Boston-area exploration, travel notes, crafty things, and other Somervillainy.

Thursday, September 06, 2007

Back to School

My school days may be forever behind me now, but when September rolls around I can still watch "Freaks and Geeks" and it's just like being back in high school. The same excruciating pain, but a whole lot funnier.

Actually, the school in "Freaks and Geeks" isn't much like the one I went to. Mine was a private Catholic school, and comparatively small, and as I told my husband while we were watching an episode the other night, "we had subtler forms of social humiliation." But although subtle, they were no less effective. I guess I shouldn't complain - for most of my four years I had a nice, small group of friends, and nothing really truly bad ever happened to me - but we all have our battle scars. (Hiding in the bathroom to furtively eat your lunch, anyone? Oh the memories.)

I was thinking about how in many ways the defining theme of the show is how much Lindsay, the smart "good girl," has to learn from the bad kids she so wants to be accepted by. She might be a "mathlete," but there's a whole realm of human nature she doesn't understand, everything a sheltered good girl with nice parents doesn't learn until she starts hanging out with the streetwise "freaks." I myself didn't have much of a desire to hang out with "the bad kids" in high school (that came later), but I can relate to having felt desperate to fit in and hopelessly lost about how to do it.

I came across the blog of one of my high school classmates the other day - the only one I've ever found, actually. I was led there by Facebook, another school deja vu (I feel like half the people I know popped up on it all in the last week - Facebook, you're on fire!) and as I browsed through the blog's archives, full of interesting, expressive posts about her creative life and her young family, it made me happy to see what a nice life this woman seems to have. I remember her as very eccentric, rather extravagantly so, and occasionally paying the price for so unabashedly being herself. We were pretty friendly with each other, but I know I still gave her a hard time once or twice, and for what? Wearing a bindi on her forehead one day? And this was decades before Madonna did it. The girl had vision!

I don't know that she was particularly unhappy at the time - she had a group of friends of her own, and her own thing going on - but let's just say neither of us would have been elected Homecoming Queen if our school had such a thing. (Wait, did we?
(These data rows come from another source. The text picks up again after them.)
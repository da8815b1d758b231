//! Seeded Fisher–Yates shuffling.
//!
//! Everywhere sample order must be reproducible (per-class shuffles, combined
//! train/validation shuffles) goes through this one function with an explicit
//! optional generator — never module-global random state.

use rand::rngs::StdRng;
use rand::Rng;

/// Produce a shuffled copy of `items` using Fisher–Yates.
///
/// Walks from the last index down to 1, drawing `j` uniformly from `[0, i]`
/// — from the seeded generator when one is given, from the thread generator
/// otherwise. With the same seed state and input order the result is
/// bit-for-bit reproducible. The input is never mutated; slices of length
/// 0 or 1 come back as an unchanged copy.
pub fn fisher_yates<T: Clone>(items: &[T], mut rng: Option<&mut StdRng>) -> Vec<T> {
    let mut shuffled = items.to_vec();
    if shuffled.len() <= 1 {
        return shuffled;
    }
    for i in (1..shuffled.len()).rev() {
        let j = match rng.as_deref_mut() {
            Some(rng) => rng.gen_range(0..=i),
            None => rand::thread_rng().gen_range(0..=i),
        };
        shuffled.swap(i, j);
    }
    shuffled
}

#[cfg(test)]
mod tests {
    use super::*;
    use rand::SeedableRng;

    #[test]
    fn test_seeded_shuffle_is_reproducible() {
        let items: Vec<u32> = (0..100).collect();

        let mut rng_a = StdRng::seed_from_u64(42);
        let mut rng_b = StdRng::seed_from_u64(42);
        let shuffled_a = fisher_yates(&items, Some(&mut rng_a));
        let shuffled_b = fisher_yates(&items, Some(&mut rng_b));

        assert_eq!(shuffled_a, shuffled_b);
        assert_ne!(shuffled_a, items, "100 elements should not shuffle to identity");
    }

    #[test]
    fn test_different_seeds_differ() {
        let items: Vec<u32> = (0..100).collect();
        let mut rng_a = StdRng::seed_from_u64(1);
        let mut rng_b = StdRng::seed_from_u64(2);
        assert_ne!(
            fisher_yates(&items, Some(&mut rng_a)),
            fisher_yates(&items, Some(&mut rng_b))
        );
    }

    #[test]
    fn test_result_is_a_permutation() {
        let items: Vec<u32> = (0..50).collect();
        let mut rng = StdRng::seed_from_u64(7);
        let mut shuffled = fisher_yates(&items, Some(&mut rng));
        shuffled.sort_unstable();
        assert_eq!(shuffled, items);
    }

    #[test]
    fn test_input_is_not_mutated() {
        let items: Vec<u32> = (0..20).collect();
        let original = items.clone();
        let mut rng = StdRng::seed_from_u64(3);
        let _ = fisher_yates(&items, Some(&mut rng));
        assert_eq!(items, original);
    }

    #[test]
    fn test_empty_and_singleton_unchanged() {
        let empty: Vec<u32> = vec![];
        assert_eq!(fisher_yates(&empty, None), empty);

        let one = vec![9u32];
        assert_eq!(fisher_yates(&one, None), one);
    }

    #[test]
    fn test_unseeded_shuffle_permutes() {
        let items: Vec<u32> = (0..50).collect();
        let mut shuffled = fisher_yates(&items, None);
        shuffled.sort_unstable();
        assert_eq!(shuffled, items);
    }
}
It's telling that I can't remember.) I guess I just felt good to know that being set free in the great big world had given her unique peculiarities the room they needed to unfold. High school just isn't big enough for some personalities - they need a bigger field in which to grow.

So high school classmate, I salute you. Remember the day you wore a veil draped over your face, and our history teacher made a crack about journeying in the Sahara? I do. You had a lot more nerve than most of us.

3 Comments:

At 9/07/2007 10:37 PM, Blogger Neal Grigsby said...
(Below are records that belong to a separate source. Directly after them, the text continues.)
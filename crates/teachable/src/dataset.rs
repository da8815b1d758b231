//! Dataset preparation: per-class shuffle, one-hot encoding, deterministic
//! train/validation split, and batched tensor iteration.

use burn::prelude::*;
use rand::rngs::StdRng;
use rand::SeedableRng;

use crate::error::TeachableError;
use crate::model::bridge::samples_to_tensors;
use crate::shuffle::fisher_yates;
use crate::store::ExampleStore;

/// Fraction of each class held out for validation, rounded up per class.
pub const VALIDATION_FRACTION: f64 = 0.15;

/// One prepared example: a feature vector paired with its one-hot label.
#[derive(Debug, Clone, PartialEq)]
pub struct Sample {
    pub features: Vec<f32>,
    pub label: Vec<f32>,
}

/// Encode a class index as a one-hot vector of length `num_classes`.
pub fn one_hot(label: usize, num_classes: usize) -> Vec<f32> {
    let mut encoded = vec![0.0; num_classes];
    encoded[label] = 1.0;
    encoded
}

/// Disjoint train/validation sample sequences ready for batched iteration.
#[derive(Debug, Clone)]
pub struct PreparedDataset {
    pub train: Vec<Sample>,
    pub validation: Vec<Sample>,
    num_features: usize,
    num_classes: usize,
}

/// Build a prepared dataset from the example store.
///
/// Per class: shuffle the bucket, then split at
/// `num_train = len − ceil(0.15 · len)` — the first `num_train` examples
/// train, the remainder validate. The combined train and validation
/// sequences are then each shuffled once more. With a seed the whole
/// procedure is reproducible; the generator is re-seeded on every call, so
/// repeated preparation with the same seed and same store yields identical
/// splits.
///
/// Tiny classes are a known edge: `ceil(0.15 · n)` can consume most or all
/// of a 1–3 example class. That mirrors the split rule exactly rather than
/// special-casing it.
pub fn prepare(store: &ExampleStore, seed: Option<u64>) -> Result<PreparedDataset, TeachableError> {
    if store.num_classes() == 0 {
        return Err(TeachableError::EmptyClass(0));
    }
    if let Some(class) = store.first_empty_class() {
        return Err(TeachableError::EmptyClass(class));
    }

    let mut rng = seed.map(StdRng::seed_from_u64);
    let num_classes = store.num_classes();

    let mut train: Vec<Sample> = Vec::new();
    let mut validation: Vec<Sample> = Vec::new();

    for (class, bucket) in store.buckets().iter().enumerate() {
        let shuffled = fisher_yates(bucket, rng.as_mut());
        let label = one_hot(class, num_classes);

        let class_len = shuffled.len();
        let num_validation = (VALIDATION_FRACTION * class_len as f64).ceil() as usize;
        let num_train = class_len - num_validation;

        for (i, features) in shuffled.into_iter().enumerate() {
            let sample = Sample {
                features,
                label: label.clone(),
            };
            if i < num_train {
                train.push(sample);
            } else {
                validation.push(sample);
            }
        }
    }

    let train = fisher_yates(&train, rng.as_mut());
    let validation = fisher_yates(&validation, rng.as_mut());

    let num_features = train
        .first()
        .or_else(|| validation.first())
        .map(|s| s.features.len())
        .unwrap_or(0);

    tracing::debug!(
        train = train.len(),
        validation = validation.len(),
        num_classes,
        num_features,
        "dataset prepared"
    );

    Ok(PreparedDataset {
        train,
        validation,
        num_features,
        num_classes,
    })
}

impl PreparedDataset {
    pub fn num_features(&self) -> usize {
        self.num_features
    }

    pub fn num_classes(&self) -> usize {
        self.num_classes
    }

    /// Batch the training split into (features, labels) tensor pairs.
    pub fn train_batches<B: Backend>(
        &self,
        batch_size: usize,
        device: &B::Device,
    ) -> Vec<(Tensor<B, 2>, Tensor<B, 2>)> {
        Self::batches(&self.train, batch_size, device)
    }

    /// Batch the validation split into (features, labels) tensor pairs.
    pub fn validation_batches<B: Backend>(
        &self,
        batch_size: usize,
        device: &B::Device,
    ) -> Vec<(Tensor<B, 2>, Tensor<B, 2>)> {
        Self::batches(&self.validation, batch_size, device)
    }

    fn batches<B: Backend>(
        samples: &[Sample],
        batch_size: usize,
        device: &B::Device,
    ) -> Vec<(Tensor<B, 2>, Tensor<B, 2>)> {
        assert!(batch_size > 0, "batch size must be > 0");
        samples
            .chunks(batch_size)
            .map(|chunk| samples_to_tensors::<B>(chunk, device))
            .collect()
    }
}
Ah, Freaks and Geeks, easily on my list of top 10 TV series ever. So happy that Judd Apatow is finally getting the attention he deserves. If only they could take another shot at the series.

I also like how the main character learns who she's NOT by hanging out with the "freaks." She can't quite become one of them and she can't quite turn them into her. Her secure, middle-class family which seems so tragically uncool starts to look great after her brushes with her new friends' dysfunctional families.

And welcome to Facebook! Lets see how long this particular social network stays popular. I'm waiting until Friendster becomes so lame it's cool again.

 
At 9/28/2007 9:30 PM, Blogger Melissa said...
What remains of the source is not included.